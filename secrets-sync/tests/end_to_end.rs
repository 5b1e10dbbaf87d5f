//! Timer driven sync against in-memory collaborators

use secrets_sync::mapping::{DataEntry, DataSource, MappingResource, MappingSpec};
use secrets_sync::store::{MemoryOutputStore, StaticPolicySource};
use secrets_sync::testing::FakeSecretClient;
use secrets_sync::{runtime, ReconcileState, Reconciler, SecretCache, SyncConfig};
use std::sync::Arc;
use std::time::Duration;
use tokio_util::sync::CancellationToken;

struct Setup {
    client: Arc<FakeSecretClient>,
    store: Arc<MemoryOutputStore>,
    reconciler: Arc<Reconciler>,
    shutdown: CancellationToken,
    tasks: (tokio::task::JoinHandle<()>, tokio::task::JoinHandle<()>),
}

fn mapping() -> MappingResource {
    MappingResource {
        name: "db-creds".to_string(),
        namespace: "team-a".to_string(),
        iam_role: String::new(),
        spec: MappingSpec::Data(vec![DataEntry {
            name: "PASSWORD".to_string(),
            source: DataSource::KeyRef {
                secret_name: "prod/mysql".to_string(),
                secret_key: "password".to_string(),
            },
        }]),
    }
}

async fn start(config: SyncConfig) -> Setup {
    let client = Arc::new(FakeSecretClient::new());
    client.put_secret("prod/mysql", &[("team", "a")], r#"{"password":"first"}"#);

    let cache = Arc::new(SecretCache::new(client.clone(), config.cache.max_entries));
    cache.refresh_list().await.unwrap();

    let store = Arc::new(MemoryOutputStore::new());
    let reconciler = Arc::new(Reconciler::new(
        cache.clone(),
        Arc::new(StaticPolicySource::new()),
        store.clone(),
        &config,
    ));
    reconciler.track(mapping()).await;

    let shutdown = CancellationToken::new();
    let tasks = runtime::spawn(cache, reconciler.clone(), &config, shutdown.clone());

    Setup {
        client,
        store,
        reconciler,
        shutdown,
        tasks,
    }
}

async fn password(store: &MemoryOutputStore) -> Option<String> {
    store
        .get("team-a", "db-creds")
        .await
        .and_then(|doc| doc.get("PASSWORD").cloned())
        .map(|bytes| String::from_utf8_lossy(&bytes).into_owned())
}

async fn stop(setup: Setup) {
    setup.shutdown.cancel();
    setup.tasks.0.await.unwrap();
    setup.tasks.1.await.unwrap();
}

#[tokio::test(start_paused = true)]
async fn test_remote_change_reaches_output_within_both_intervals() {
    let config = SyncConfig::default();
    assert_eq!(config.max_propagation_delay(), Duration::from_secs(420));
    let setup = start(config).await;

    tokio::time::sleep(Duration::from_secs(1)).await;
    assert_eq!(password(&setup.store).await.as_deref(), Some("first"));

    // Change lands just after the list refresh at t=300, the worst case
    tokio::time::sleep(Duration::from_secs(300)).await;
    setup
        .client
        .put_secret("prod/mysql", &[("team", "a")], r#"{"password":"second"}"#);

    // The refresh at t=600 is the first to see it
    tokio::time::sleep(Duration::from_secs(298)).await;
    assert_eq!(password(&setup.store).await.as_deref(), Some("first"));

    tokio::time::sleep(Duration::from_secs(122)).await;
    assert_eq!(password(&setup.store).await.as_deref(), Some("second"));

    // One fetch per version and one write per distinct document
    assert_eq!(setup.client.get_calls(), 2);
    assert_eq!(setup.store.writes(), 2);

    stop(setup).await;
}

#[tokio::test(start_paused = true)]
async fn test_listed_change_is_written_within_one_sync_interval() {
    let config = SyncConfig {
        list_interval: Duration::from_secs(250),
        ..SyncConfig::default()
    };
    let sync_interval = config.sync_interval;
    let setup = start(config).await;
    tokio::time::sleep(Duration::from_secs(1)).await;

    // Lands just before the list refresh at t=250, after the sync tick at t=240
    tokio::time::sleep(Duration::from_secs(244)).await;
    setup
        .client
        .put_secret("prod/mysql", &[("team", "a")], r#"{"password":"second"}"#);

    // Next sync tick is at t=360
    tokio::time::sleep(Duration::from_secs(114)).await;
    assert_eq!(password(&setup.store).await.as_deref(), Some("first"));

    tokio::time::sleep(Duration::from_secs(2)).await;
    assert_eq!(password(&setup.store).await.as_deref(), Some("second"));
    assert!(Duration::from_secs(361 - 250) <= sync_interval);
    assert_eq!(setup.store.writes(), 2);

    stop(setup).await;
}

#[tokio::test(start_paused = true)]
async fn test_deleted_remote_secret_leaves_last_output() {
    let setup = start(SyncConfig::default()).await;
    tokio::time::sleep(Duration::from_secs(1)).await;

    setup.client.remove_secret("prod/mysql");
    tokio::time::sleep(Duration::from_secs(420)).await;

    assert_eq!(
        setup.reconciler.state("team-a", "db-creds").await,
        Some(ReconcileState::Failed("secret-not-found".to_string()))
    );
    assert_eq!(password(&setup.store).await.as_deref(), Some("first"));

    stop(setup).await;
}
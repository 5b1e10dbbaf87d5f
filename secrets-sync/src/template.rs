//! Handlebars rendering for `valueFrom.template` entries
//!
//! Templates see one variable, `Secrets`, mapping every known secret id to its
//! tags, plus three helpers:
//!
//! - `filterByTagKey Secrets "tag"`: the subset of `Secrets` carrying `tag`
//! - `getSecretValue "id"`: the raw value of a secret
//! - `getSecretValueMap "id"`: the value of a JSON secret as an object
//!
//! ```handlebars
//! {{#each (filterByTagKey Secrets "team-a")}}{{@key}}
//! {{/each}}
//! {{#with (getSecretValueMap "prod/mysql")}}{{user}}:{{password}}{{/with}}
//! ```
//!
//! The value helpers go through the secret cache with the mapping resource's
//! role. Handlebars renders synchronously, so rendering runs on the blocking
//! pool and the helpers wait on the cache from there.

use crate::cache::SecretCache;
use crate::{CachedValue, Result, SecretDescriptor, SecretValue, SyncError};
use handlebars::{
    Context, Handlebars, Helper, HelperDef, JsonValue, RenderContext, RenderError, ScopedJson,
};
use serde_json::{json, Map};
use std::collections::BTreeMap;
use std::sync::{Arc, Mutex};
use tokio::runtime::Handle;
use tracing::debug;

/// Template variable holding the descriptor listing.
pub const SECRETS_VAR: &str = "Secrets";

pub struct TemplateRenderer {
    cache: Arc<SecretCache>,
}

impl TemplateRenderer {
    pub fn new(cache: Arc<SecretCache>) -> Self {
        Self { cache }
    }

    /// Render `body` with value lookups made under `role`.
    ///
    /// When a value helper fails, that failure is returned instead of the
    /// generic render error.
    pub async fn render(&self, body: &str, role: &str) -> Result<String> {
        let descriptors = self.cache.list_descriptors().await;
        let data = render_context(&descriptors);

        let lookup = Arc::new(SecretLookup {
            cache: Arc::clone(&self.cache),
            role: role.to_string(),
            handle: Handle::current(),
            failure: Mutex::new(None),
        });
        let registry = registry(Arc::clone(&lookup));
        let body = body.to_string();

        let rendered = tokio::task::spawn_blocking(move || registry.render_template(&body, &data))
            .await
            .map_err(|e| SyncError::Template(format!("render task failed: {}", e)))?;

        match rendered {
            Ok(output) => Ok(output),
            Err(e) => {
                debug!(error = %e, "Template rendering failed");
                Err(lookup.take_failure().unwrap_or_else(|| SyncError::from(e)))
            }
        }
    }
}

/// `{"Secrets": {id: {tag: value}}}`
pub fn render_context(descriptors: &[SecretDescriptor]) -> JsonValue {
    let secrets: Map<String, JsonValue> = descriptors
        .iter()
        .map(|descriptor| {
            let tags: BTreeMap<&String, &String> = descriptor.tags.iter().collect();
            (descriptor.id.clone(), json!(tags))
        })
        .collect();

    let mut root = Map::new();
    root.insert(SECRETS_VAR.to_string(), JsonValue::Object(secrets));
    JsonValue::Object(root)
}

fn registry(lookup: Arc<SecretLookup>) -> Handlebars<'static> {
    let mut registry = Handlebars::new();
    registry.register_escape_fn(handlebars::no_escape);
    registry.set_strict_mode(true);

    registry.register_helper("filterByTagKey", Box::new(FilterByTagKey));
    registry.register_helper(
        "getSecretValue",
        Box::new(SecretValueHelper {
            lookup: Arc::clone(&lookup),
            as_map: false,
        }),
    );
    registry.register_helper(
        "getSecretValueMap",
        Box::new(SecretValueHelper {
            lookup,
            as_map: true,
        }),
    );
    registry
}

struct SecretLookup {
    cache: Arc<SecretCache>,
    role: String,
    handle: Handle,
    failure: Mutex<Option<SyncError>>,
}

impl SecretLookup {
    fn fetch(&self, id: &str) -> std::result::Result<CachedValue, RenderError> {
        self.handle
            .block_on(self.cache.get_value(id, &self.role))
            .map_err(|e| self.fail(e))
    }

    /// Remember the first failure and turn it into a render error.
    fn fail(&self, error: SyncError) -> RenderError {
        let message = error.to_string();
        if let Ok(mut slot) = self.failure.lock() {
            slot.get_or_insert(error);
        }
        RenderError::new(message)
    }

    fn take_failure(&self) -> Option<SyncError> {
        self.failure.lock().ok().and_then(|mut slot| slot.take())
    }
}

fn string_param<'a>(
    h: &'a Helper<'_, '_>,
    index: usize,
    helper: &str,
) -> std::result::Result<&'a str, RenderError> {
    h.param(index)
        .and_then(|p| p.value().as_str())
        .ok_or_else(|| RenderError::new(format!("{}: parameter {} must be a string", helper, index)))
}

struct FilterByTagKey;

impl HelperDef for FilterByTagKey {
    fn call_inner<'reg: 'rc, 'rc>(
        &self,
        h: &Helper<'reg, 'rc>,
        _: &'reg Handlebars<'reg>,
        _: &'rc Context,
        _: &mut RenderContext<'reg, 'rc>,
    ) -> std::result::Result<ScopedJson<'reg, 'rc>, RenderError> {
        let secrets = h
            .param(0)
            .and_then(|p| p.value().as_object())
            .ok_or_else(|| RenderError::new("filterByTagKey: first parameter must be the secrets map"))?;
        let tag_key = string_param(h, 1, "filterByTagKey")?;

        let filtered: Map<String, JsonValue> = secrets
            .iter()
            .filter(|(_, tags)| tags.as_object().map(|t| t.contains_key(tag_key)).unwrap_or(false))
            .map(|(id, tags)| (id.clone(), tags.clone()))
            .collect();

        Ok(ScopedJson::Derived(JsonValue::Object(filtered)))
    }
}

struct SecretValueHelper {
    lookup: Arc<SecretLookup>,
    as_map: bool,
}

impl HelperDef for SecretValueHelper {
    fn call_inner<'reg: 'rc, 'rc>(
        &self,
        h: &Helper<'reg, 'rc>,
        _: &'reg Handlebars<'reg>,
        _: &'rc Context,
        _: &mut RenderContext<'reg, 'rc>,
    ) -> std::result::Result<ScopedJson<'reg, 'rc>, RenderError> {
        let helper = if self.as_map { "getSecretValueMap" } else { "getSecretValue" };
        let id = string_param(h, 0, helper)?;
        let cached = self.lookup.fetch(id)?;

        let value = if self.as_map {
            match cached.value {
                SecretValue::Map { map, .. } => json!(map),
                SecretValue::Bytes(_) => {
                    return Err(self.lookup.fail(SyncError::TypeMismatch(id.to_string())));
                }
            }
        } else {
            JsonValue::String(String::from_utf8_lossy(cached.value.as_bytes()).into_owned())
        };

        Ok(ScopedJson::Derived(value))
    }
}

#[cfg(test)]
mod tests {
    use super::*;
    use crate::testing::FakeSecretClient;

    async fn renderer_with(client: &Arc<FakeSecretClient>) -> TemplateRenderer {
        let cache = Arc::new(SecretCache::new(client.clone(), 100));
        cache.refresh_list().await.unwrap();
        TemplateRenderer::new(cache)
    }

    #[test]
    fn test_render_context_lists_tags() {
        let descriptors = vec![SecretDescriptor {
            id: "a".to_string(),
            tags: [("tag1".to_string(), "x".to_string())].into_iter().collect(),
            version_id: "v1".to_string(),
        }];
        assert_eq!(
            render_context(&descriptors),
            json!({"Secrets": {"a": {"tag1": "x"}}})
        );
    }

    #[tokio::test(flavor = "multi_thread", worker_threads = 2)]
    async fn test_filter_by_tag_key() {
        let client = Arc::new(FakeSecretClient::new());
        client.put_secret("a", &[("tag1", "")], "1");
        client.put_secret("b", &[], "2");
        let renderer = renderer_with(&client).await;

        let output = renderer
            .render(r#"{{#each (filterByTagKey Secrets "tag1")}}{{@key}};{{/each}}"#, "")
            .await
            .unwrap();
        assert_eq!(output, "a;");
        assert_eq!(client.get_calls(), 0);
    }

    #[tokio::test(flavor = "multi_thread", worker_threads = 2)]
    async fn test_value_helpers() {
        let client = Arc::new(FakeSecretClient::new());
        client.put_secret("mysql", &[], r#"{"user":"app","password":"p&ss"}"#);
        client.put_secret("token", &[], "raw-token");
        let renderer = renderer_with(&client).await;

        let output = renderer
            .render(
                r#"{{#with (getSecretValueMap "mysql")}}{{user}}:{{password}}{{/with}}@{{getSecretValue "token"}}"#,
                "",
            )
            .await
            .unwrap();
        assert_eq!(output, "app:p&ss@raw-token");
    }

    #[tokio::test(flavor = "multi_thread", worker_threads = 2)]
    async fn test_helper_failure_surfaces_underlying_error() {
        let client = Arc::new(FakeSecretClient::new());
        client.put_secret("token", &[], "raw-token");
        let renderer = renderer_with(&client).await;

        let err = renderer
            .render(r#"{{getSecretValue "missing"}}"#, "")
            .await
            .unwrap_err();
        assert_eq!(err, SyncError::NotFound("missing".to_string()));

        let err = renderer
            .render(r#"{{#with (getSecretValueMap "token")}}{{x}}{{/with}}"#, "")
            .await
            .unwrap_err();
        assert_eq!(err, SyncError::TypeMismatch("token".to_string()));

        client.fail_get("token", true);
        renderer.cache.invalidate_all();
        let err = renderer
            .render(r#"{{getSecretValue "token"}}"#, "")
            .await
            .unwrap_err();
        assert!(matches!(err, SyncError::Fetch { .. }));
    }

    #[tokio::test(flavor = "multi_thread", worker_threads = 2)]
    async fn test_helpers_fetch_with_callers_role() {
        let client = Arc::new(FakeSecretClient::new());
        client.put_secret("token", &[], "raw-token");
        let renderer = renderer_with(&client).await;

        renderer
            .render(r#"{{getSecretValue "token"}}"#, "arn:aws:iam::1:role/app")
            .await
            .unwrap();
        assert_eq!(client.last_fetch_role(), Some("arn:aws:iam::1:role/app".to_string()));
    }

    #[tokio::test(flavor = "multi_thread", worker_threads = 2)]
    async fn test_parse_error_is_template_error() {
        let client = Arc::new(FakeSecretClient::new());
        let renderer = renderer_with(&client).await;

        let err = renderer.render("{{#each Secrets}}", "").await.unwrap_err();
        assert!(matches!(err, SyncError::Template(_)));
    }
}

========================================

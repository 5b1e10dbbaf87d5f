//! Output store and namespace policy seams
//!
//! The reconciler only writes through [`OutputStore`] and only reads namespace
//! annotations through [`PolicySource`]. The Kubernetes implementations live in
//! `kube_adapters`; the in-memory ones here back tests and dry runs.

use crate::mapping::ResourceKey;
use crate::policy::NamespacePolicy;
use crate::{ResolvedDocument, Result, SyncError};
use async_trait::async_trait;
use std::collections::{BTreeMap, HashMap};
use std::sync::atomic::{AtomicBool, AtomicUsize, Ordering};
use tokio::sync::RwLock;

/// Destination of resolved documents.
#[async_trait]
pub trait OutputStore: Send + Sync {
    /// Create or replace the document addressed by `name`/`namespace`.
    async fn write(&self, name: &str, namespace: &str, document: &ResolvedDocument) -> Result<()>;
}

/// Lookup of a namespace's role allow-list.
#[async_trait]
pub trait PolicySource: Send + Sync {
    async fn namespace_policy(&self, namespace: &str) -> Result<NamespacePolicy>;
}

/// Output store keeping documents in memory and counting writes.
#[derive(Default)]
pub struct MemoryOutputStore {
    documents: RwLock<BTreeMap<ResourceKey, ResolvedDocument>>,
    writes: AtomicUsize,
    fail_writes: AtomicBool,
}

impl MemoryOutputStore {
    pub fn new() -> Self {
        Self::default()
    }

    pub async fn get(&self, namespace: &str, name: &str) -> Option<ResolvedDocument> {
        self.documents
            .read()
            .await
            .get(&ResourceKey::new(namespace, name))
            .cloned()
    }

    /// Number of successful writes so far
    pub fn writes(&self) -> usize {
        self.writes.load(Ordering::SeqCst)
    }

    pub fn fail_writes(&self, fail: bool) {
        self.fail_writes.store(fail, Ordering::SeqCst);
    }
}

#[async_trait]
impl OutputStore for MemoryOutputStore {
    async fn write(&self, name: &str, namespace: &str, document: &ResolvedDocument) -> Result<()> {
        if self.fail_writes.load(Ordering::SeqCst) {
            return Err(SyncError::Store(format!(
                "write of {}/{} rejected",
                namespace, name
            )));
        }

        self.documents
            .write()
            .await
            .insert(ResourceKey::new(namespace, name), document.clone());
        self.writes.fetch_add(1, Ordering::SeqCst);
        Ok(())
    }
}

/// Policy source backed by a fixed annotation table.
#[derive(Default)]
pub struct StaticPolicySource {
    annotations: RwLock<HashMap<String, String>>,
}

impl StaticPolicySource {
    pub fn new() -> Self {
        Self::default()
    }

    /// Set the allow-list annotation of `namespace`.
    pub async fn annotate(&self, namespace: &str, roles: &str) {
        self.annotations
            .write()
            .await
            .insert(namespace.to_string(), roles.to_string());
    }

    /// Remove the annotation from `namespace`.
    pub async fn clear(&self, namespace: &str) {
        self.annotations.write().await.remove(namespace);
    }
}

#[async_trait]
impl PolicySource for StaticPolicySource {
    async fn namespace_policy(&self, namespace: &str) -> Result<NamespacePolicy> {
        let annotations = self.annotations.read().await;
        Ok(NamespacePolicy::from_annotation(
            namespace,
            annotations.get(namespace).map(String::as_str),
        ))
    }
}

========================================

[How to complete this task] Of all the lines in the data above, show only those that hold the word "tick".

[Solved problem]
    // Lands just before the list refresh at t=250, after the sync tick at t=240
    // Next sync tick is at t=360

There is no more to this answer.